Collected data entries:

──────────────────────────────

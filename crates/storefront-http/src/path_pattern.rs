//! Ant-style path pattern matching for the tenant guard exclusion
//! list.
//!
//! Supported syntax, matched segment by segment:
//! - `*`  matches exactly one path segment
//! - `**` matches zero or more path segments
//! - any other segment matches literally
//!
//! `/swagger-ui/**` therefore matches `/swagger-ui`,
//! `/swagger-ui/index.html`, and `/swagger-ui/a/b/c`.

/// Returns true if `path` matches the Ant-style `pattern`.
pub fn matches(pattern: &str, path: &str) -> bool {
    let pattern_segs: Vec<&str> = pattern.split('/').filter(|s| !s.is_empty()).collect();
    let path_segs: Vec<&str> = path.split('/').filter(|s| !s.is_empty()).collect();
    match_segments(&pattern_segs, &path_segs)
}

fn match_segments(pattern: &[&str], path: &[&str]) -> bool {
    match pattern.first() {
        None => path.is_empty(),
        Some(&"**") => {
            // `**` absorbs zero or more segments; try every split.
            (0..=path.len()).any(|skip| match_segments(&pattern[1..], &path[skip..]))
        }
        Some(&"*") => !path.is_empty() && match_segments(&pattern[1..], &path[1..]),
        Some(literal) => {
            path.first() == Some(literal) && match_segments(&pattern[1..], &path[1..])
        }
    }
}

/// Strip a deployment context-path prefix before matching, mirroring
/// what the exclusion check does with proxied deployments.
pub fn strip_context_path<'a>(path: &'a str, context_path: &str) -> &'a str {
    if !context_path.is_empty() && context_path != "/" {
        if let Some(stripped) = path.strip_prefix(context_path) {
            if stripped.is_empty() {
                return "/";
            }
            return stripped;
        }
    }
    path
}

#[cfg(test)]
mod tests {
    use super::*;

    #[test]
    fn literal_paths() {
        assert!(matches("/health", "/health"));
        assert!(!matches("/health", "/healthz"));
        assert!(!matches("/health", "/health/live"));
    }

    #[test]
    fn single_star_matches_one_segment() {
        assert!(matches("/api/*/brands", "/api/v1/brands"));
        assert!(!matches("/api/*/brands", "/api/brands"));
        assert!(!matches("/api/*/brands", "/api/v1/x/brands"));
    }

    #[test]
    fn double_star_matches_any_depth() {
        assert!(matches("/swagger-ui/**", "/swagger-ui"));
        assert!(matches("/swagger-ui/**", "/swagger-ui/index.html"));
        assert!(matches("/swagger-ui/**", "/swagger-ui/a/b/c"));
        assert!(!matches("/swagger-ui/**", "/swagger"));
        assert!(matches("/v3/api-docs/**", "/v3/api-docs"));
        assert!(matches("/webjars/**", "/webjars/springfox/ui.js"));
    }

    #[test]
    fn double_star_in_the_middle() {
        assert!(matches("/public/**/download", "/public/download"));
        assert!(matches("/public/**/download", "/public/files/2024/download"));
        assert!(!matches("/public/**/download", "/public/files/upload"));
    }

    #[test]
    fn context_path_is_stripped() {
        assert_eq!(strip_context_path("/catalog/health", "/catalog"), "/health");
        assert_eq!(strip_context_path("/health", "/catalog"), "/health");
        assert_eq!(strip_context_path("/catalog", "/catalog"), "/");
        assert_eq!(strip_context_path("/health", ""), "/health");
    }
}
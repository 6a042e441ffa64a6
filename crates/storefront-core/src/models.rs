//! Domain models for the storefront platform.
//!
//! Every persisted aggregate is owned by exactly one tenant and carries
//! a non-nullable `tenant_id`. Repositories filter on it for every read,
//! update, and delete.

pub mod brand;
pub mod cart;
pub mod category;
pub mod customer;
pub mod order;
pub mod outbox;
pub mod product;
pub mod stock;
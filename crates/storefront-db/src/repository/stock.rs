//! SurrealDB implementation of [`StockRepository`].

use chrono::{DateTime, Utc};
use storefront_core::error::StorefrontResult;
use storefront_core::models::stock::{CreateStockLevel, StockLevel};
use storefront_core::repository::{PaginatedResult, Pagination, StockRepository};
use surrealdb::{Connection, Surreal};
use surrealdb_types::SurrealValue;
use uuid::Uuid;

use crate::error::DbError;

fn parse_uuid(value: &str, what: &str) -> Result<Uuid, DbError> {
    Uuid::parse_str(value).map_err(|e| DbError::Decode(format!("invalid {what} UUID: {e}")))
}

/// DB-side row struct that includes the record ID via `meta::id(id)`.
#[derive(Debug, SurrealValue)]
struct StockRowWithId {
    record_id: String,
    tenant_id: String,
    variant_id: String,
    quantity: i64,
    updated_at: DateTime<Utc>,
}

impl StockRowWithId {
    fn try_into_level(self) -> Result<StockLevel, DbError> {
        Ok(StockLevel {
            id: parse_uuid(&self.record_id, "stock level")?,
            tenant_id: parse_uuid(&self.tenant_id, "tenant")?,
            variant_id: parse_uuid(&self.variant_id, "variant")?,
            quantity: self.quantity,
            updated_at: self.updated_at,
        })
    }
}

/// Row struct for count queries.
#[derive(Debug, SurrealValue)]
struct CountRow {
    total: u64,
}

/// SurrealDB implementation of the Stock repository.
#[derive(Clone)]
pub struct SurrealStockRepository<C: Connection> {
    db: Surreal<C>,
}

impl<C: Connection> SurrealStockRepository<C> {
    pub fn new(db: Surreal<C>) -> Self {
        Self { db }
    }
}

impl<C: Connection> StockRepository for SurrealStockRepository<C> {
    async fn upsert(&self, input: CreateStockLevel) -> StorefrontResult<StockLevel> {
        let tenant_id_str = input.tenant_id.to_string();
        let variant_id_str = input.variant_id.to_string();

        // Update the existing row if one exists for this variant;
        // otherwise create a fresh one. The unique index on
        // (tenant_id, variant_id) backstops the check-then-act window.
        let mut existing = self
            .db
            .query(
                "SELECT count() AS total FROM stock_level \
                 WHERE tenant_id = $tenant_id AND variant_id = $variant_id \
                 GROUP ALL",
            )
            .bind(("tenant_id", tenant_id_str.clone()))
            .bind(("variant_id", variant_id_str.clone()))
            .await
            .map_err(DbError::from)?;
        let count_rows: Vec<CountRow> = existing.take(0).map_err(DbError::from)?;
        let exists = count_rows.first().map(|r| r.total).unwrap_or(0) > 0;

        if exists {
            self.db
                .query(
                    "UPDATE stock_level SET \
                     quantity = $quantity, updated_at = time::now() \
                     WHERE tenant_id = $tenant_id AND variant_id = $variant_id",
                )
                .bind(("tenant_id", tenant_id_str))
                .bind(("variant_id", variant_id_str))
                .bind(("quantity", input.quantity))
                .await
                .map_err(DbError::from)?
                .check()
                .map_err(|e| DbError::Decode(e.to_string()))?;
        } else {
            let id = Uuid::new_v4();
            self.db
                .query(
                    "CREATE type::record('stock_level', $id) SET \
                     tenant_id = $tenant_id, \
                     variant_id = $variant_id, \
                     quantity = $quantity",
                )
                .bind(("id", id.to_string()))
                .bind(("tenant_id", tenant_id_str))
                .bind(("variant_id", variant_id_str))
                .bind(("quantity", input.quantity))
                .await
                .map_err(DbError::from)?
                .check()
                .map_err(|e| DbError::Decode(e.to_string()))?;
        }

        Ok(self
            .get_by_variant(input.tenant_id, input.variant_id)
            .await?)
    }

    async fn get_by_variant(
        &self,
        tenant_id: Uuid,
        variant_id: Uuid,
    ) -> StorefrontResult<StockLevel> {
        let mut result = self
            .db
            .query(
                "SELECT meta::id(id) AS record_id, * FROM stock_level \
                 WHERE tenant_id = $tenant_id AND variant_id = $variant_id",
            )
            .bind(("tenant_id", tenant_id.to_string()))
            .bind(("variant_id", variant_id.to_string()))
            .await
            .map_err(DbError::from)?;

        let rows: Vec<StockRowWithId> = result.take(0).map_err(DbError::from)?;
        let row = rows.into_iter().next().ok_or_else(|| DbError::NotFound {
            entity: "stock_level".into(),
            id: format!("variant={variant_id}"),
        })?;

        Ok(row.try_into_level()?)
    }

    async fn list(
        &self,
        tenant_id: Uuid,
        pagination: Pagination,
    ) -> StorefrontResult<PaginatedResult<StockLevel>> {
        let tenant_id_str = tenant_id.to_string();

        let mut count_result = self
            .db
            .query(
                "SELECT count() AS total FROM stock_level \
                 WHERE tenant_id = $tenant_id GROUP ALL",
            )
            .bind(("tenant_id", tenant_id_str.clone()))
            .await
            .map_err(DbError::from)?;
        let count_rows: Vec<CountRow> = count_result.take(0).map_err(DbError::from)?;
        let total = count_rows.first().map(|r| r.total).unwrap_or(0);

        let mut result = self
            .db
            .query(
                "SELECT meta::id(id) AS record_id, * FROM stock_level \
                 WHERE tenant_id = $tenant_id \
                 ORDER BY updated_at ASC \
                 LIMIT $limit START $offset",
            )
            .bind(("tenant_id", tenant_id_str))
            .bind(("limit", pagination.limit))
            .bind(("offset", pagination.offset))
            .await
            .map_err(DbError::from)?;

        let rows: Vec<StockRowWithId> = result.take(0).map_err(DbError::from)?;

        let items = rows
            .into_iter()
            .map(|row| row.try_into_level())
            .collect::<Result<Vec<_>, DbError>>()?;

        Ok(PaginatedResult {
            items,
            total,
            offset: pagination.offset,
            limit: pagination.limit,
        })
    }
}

──────────────────────────────

== YOUR OBJECTIVE ==
How many lines in the records above contain the word "DateTime"? Reply with the number alone.

== ANSWER TO THE EXERCISE ==
2